Task details: The answer should consist solely of the lines from the first one below through the line containing "pub struct ExportBlob", copied exactly.

[Saved entries]
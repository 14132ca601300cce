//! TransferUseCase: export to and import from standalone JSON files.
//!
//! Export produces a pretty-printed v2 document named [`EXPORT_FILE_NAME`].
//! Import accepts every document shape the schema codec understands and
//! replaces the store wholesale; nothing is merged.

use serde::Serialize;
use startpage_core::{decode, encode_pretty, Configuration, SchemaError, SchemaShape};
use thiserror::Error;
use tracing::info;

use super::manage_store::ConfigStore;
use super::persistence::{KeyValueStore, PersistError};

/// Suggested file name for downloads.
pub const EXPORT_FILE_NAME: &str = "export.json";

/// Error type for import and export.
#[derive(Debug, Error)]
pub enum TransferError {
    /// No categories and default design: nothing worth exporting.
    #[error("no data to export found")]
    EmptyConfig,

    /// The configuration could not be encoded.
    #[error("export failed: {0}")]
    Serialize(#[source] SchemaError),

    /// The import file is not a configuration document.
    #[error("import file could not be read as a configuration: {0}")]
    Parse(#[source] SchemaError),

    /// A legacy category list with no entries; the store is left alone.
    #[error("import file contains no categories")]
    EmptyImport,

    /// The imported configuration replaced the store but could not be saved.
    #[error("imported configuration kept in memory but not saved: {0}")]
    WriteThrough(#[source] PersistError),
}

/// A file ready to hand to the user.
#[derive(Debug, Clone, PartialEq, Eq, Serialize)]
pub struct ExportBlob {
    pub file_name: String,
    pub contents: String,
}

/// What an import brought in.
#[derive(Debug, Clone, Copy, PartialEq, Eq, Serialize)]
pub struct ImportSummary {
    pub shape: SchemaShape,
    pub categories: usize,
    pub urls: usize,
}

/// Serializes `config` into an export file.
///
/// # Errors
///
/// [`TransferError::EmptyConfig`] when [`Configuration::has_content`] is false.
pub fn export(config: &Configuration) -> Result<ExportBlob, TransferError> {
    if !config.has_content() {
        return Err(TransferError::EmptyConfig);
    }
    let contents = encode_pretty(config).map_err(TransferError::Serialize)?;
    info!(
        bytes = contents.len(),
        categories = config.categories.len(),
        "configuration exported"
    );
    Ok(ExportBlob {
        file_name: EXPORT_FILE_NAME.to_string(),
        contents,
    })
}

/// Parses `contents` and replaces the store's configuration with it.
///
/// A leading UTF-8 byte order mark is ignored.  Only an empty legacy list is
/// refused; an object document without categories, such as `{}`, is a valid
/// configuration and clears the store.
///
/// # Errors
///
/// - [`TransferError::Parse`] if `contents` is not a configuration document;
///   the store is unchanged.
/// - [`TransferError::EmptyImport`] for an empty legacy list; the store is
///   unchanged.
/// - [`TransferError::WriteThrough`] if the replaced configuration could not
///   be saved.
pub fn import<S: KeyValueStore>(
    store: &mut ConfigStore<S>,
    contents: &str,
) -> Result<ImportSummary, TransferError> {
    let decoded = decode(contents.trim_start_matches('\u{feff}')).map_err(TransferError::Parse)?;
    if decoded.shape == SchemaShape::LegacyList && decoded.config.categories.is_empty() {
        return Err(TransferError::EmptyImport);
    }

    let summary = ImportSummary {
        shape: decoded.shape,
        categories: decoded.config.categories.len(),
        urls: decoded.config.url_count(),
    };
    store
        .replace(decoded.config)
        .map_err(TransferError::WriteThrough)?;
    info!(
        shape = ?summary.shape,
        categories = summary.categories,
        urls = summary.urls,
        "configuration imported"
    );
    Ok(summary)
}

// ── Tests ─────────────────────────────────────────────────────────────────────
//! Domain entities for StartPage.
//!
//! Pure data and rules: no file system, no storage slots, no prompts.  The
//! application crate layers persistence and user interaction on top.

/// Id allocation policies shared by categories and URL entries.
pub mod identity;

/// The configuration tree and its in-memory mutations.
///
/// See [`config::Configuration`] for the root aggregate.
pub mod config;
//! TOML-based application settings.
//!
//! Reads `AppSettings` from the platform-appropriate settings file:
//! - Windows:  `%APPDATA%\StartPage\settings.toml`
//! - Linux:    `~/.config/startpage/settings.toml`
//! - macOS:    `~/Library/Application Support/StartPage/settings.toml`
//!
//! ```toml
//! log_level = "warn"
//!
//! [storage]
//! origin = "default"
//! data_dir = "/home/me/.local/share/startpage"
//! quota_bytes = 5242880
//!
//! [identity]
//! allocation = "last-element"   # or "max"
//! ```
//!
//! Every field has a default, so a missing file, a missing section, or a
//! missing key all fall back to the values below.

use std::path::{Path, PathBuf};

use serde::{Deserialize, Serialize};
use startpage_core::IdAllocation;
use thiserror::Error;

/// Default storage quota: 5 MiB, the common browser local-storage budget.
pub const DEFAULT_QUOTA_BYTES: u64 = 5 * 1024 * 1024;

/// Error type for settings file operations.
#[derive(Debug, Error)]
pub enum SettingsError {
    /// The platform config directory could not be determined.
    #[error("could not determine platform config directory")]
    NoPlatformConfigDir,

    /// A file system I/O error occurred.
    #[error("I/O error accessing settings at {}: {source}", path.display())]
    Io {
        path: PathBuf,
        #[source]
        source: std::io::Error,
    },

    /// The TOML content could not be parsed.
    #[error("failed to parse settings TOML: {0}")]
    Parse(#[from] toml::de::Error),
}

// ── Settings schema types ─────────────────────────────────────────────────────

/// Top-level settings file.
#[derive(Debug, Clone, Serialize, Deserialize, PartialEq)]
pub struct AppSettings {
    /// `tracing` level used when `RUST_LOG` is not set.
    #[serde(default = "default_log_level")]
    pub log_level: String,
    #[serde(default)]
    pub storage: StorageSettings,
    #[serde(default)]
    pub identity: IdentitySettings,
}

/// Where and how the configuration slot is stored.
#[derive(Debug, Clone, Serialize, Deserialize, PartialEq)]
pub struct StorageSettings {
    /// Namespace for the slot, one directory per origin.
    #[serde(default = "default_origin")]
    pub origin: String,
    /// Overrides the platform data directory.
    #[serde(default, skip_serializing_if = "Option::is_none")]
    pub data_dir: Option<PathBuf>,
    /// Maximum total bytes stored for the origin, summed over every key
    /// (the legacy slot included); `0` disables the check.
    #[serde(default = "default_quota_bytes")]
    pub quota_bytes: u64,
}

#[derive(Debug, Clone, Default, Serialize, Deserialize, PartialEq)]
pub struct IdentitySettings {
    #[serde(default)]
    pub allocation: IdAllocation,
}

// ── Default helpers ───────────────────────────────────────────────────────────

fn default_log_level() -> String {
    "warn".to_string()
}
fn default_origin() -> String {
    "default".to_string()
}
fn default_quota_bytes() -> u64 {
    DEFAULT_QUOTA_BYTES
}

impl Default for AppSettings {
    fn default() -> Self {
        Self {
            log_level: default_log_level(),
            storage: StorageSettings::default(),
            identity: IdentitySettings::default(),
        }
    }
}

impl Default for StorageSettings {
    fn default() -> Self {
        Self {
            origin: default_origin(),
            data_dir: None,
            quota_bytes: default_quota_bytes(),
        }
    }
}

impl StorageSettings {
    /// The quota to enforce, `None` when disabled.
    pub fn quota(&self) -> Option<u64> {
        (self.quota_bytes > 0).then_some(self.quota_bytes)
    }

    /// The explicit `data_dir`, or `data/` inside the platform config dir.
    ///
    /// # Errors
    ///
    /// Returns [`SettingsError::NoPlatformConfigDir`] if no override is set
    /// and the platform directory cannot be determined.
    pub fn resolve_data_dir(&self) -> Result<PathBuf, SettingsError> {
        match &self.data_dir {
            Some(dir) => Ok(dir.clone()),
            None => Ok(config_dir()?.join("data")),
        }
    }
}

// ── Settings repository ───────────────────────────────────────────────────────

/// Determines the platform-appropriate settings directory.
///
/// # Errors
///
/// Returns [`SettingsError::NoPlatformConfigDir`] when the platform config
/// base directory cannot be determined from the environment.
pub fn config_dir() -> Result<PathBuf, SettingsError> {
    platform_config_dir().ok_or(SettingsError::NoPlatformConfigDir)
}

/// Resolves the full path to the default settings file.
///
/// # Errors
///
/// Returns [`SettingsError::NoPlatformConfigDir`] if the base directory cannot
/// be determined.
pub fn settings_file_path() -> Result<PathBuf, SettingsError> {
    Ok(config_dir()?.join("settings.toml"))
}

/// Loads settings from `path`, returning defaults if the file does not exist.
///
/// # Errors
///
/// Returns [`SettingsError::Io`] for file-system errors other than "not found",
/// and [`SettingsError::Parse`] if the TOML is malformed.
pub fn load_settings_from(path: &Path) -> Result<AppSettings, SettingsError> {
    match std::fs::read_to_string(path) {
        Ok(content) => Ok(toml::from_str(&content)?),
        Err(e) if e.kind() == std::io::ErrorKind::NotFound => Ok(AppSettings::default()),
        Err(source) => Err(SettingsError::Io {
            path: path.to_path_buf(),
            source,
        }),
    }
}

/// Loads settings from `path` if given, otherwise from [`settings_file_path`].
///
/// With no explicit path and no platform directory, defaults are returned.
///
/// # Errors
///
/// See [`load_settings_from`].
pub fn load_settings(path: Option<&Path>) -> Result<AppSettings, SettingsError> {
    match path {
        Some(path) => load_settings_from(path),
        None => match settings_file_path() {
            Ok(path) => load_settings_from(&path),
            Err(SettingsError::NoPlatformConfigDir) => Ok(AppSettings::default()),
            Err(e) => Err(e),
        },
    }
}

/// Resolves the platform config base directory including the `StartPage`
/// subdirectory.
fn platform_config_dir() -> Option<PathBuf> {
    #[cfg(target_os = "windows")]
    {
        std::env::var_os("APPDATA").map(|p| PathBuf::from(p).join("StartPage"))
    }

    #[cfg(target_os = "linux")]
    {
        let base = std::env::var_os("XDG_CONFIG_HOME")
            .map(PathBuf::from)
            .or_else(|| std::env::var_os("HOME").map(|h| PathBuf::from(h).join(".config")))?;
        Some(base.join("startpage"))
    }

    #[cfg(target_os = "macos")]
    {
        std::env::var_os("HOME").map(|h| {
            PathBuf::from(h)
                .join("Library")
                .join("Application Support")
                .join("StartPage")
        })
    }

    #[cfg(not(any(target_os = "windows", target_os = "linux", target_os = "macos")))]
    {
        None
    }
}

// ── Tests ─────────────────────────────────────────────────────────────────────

Output for this exercise:
repository 14132ca601300cce
//! TransferUseCase: export to and import from standalone JSON files.
//!
//! Export produces a pretty-printed v2 document named [`EXPORT_FILE_NAME`].
//! Import accepts every document shape the schema codec understands and
//! replaces the store wholesale; nothing is merged.

use serde::Serialize;
use startpage_core::{decode, encode_pretty, Configuration, SchemaError, SchemaShape};
use thiserror::Error;
use tracing::info;

use super::manage_store::ConfigStore;
use super::persistence::{KeyValueStore, PersistError};

/// Suggested file name for downloads.
pub const EXPORT_FILE_NAME: &str = "export.json";

/// Error type for import and export.
#[derive(Debug, Error)]
pub enum TransferError {
    /// No categories and default design: nothing worth exporting.
    #[error("no data to export found")]
    EmptyConfig,

    /// The configuration could not be encoded.
    #[error("export failed: {0}")]
    Serialize(#[source] SchemaError),

    /// The import file is not a configuration document.
    #[error("import file could not be read as a configuration: {0}")]
    Parse(#[source] SchemaError),

    /// A legacy category list with no entries; the store is left alone.
    #[error("import file contains no categories")]
    EmptyImport,

    /// The imported configuration replaced the store but could not be saved.
    #[error("imported configuration kept in memory but not saved: {0}")]
    WriteThrough(#[source] PersistError),
}

/// A file ready to hand to the user.
#[derive(Debug, Clone, PartialEq, Eq, Serialize)]
pub struct ExportBlob {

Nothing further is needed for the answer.